PROVIDED INFORMATION section start

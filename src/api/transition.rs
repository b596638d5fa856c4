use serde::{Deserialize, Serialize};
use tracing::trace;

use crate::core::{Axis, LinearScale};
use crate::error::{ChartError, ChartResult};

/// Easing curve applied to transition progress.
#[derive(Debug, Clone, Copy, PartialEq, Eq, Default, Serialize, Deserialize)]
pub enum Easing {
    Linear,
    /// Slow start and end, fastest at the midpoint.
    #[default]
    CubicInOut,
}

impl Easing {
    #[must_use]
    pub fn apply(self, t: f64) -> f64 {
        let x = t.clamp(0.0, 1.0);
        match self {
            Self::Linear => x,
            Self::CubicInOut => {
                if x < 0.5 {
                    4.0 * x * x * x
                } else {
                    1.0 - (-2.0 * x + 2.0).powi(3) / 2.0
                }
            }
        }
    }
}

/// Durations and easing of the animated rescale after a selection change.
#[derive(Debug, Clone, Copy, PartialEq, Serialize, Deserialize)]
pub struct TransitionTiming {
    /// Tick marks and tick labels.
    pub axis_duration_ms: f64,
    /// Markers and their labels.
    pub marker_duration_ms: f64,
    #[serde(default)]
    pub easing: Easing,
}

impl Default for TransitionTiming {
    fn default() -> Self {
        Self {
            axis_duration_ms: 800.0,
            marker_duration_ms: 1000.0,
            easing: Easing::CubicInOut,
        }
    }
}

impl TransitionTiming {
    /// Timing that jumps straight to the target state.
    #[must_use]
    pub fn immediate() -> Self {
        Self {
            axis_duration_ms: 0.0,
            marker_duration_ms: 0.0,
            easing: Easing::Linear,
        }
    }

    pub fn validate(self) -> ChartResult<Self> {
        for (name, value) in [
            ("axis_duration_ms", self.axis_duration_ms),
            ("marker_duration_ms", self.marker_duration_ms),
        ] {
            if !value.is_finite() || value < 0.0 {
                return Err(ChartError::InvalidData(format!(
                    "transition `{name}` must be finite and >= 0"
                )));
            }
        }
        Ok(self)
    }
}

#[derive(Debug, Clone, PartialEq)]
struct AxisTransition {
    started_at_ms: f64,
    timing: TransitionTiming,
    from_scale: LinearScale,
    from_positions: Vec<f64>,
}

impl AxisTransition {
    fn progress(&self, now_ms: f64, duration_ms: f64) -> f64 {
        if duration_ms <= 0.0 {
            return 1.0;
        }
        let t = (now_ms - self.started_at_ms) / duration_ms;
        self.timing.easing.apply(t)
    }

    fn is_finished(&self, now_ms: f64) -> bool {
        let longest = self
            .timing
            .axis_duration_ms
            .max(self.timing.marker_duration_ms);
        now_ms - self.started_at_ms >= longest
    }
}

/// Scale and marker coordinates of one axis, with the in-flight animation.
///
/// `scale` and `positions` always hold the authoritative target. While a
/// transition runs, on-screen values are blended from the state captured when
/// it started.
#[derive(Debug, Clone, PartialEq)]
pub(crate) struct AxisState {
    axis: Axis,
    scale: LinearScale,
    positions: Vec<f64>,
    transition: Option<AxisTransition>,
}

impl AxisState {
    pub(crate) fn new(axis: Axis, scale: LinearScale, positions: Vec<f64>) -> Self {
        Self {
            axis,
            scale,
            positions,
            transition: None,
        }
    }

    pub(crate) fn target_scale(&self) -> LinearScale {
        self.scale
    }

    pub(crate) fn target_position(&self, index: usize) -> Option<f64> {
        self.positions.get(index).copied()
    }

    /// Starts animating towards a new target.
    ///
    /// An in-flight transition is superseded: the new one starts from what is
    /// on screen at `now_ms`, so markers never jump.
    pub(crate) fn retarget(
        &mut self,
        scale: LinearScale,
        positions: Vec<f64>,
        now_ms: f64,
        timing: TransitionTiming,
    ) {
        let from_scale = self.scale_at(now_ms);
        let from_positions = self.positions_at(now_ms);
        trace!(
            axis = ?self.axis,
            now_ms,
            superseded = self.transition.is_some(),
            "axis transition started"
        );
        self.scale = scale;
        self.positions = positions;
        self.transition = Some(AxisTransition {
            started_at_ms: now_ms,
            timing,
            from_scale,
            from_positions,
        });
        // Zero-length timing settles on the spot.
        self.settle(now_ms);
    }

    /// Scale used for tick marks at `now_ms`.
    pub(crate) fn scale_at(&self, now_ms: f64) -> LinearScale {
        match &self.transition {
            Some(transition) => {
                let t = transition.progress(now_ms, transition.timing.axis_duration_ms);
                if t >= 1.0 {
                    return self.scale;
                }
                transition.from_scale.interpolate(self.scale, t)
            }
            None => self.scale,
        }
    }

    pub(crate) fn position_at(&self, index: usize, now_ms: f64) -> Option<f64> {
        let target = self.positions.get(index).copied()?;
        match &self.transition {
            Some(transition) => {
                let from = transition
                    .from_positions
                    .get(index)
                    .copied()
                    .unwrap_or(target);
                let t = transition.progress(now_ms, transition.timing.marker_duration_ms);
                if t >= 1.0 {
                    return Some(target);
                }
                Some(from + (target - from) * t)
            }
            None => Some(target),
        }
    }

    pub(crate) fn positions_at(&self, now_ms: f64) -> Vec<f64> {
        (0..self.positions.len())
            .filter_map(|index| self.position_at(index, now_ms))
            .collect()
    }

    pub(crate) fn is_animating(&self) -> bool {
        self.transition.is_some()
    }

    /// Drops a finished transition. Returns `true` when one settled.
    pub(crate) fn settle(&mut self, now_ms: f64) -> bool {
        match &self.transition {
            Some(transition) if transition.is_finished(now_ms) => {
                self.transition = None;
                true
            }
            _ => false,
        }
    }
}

PROVIDED INFORMATION section end

_THE TASK_:
The complete listing, transcribed exactly, is the expected answer.

_RESULT FOR THIS TASK_:
filename src/api/transition.rs
repository b596638d5fa856c4
use serde::{Deserialize, Serialize};
use tracing::trace;

use crate::core::{Axis, LinearScale};
use crate::error::{ChartError, ChartResult};

/// Easing curve applied to transition progress.
#[derive(Debug, Clone, Copy, PartialEq, Eq, Default, Serialize, Deserialize)]
pub enum Easing {
    Linear,
    /// Slow start and end, fastest at the midpoint.
    #[default]
    CubicInOut,
}

impl Easing {
    #[must_use]
    pub fn apply(self, t: f64) -> f64 {
        let x = t.clamp(0.0, 1.0);
        match self {
            Self::Linear => x,
            Self::CubicInOut => {
                if x < 0.5 {
                    4.0 * x * x * x
                } else {
                    1.0 - (-2.0 * x + 2.0).powi(3) / 2.0
                }
            }
        }
    }
}

/// Durations and easing of the animated rescale after a selection change.
#[derive(Debug, Clone, Copy, PartialEq, Serialize, Deserialize)]
pub struct TransitionTiming {
    /// Tick marks and tick labels.
    pub axis_duration_ms: f64,
    /// Markers and their labels.
    pub marker_duration_ms: f64,
    #[serde(default)]
    pub easing: Easing,
}

impl Default for TransitionTiming {
    fn default() -> Self {
        Self {
            axis_duration_ms: 800.0,
            marker_duration_ms: 1000.0,
            easing: Easing::CubicInOut,
        }
    }
}

impl TransitionTiming {
    /// Timing that jumps straight to the target state.
    #[must_use]
    pub fn immediate() -> Self {
        Self {
            axis_duration_ms: 0.0,
            marker_duration_ms: 0.0,
            easing: Easing::Linear,
        }
    }

    pub fn validate(self) -> ChartResult<Self> {
        for (name, value) in [
            ("axis_duration_ms", self.axis_duration_ms),
            ("marker_duration_ms", self.marker_duration_ms),
        ] {
            if !value.is_finite() || value < 0.0 {
                return Err(ChartError::InvalidData(format!(
                    "transition `{name}` must be finite and >= 0"
                )));
            }
        }
        Ok(self)
    }
}

#[derive(Debug, Clone, PartialEq)]
struct AxisTransition {
    started_at_ms: f64,
    timing: TransitionTiming,
    from_scale: LinearScale,
    from_positions: Vec<f64>,
}

impl AxisTransition {
    fn progress(&self, now_ms: f64, duration_ms: f64) -> f64 {
        if duration_ms <= 0.0 {
            return 1.0;
        }
        let t = (now_ms - self.started_at_ms) / duration_ms;
        self.timing.easing.apply(t)
    }

    fn is_finished(&self, now_ms: f64) -> bool {
        let longest = self
            .timing
            .axis_duration_ms
            .max(self.timing.marker_duration_ms);
        now_ms - self.started_at_ms >= longest
    }
}

/// Scale and marker coordinates of one axis, with the in-flight animation.
///
/// `scale` and `positions` always hold the authoritative target. While a
/// transition runs, on-screen values are blended from the state captured when
/// it started.
#[derive(Debug, Clone, PartialEq)]
pub(crate) struct AxisState {
    axis: Axis,
    scale: LinearScale,
    positions: Vec<f64>,
    transition: Option<AxisTransition>,
}

impl AxisState {
    pub(crate) fn new(axis: Axis, scale: LinearScale, positions: Vec<f64>) -> Self {
        Self {
            axis,
            scale,
            positions,
            transition: None,
        }
    }

    pub(crate) fn target_scale(&self) -> LinearScale {
        self.scale
    }

    pub(crate) fn target_position(&self, index: usize) -> Option<f64> {
        self.positions.get(index).copied()
    }

    /// Starts animating towards a new target.
    ///
    /// An in-flight transition is superseded: the new one starts from what is
    /// on screen at `now_ms`, so markers never jump.
    pub(crate) fn retarget(
        &mut self,
        scale: LinearScale,
        positions: Vec<f64>,
        now_ms: f64,
        timing: TransitionTiming,
    ) {
        let from_scale = self.scale_at(now_ms);
        let from_positions = self.positions_at(now_ms);
        trace!(
            axis = ?self.axis,
            now_ms,
            superseded = self.transition.is_some(),
            "axis transition started"
        );
        self.scale = scale;
        self.positions = positions;
        self.transition = Some(AxisTransition {
            started_at_ms: now_ms,
            timing,
            from_scale,
            from_positions,
        });
        // Zero-length timing settles on the spot.
        self.settle(now_ms);
    }

    /// Scale used for tick marks at `now_ms`.
    pub(crate) fn scale_at(&self, now_ms: f64) -> LinearScale {
        match &self.transition {
            Some(transition) => {
                let t = transition.progress(now_ms, transition.timing.axis_duration_ms);
                if t >= 1.0 {
                    return self.scale;
                }
                transition.from_scale.interpolate(self.scale, t)
            }
            None => self.scale,
        }
    }

    pub(crate) fn position_at(&self, index: usize, now_ms: f64) -> Option<f64> {
        let target = self.positions.get(index).copied()?;
        match &self.transition {
            Some(transition) => {
                let from = transition
                    .from_positions
                    .get(index)
                    .copied()
                    .unwrap_or(target);
                let t = transition.progress(now_ms, transition.timing.marker_duration_ms);
                if t >= 1.0 {
                    return Some(target);
                }
                Some(from + (target - from) * t)
            }
            None => Some(target),
        }
    }

    pub(crate) fn positions_at(&self, now_ms: f64) -> Vec<f64> {
        (0..self.positions.len())
            .filter_map(|index| self.position_at(index, now_ms))
            .collect()
    }

    pub(crate) fn is_animating(&self) -> bool {
        self.transition.is_some()
    }

    /// Drops a finished transition. Returns `true` when one settled.
    pub(crate) fn settle(&mut self, now_ms: f64) -> bool {
        match &self.transition {
            Some(transition) if transition.is_finished(now_ms) => {
                self.transition = None;
                true
            }
            _ => false,
        }
    }
}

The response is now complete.